EXERCISE REQUIREMENTS:
Copy out each line of the material that includes the word "Option".

SUPPLIED DATA:
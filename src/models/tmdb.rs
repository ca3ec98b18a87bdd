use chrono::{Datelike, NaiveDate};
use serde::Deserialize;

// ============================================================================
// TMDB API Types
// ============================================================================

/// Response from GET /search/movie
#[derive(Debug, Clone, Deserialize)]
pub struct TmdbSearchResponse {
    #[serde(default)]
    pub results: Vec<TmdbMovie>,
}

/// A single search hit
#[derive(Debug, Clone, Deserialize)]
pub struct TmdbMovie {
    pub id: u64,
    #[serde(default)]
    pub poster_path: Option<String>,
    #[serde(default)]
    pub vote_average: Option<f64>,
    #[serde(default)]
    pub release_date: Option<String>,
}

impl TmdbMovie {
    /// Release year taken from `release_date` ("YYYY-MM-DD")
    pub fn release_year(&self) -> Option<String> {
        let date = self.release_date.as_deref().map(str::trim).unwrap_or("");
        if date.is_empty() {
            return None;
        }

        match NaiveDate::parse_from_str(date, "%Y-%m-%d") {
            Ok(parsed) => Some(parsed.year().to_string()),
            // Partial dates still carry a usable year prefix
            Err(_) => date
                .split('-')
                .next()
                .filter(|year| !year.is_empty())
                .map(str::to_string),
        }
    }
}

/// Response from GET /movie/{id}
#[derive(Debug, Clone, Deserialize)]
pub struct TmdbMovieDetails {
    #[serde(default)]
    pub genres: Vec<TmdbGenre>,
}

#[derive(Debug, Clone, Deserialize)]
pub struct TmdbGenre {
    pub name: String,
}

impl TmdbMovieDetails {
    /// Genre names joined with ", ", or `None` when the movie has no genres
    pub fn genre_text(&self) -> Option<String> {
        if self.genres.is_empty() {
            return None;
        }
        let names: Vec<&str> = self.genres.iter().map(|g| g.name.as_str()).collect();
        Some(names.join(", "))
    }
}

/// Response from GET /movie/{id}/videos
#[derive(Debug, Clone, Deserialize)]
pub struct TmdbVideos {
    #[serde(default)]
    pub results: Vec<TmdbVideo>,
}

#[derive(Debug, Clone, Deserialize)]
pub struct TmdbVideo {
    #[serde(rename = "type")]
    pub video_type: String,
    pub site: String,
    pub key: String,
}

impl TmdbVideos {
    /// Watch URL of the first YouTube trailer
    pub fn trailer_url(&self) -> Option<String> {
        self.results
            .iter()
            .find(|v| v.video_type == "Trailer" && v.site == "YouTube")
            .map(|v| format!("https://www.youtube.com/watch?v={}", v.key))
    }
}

TASK RESPONSE:
    pub poster_path: Option<String>,
    pub vote_average: Option<f64>,
    pub release_date: Option<String>,
    pub fn release_year(&self) -> Option<String> {
    pub fn genre_text(&self) -> Option<String> {
    pub fn trailer_url(&self) -> Option<String> {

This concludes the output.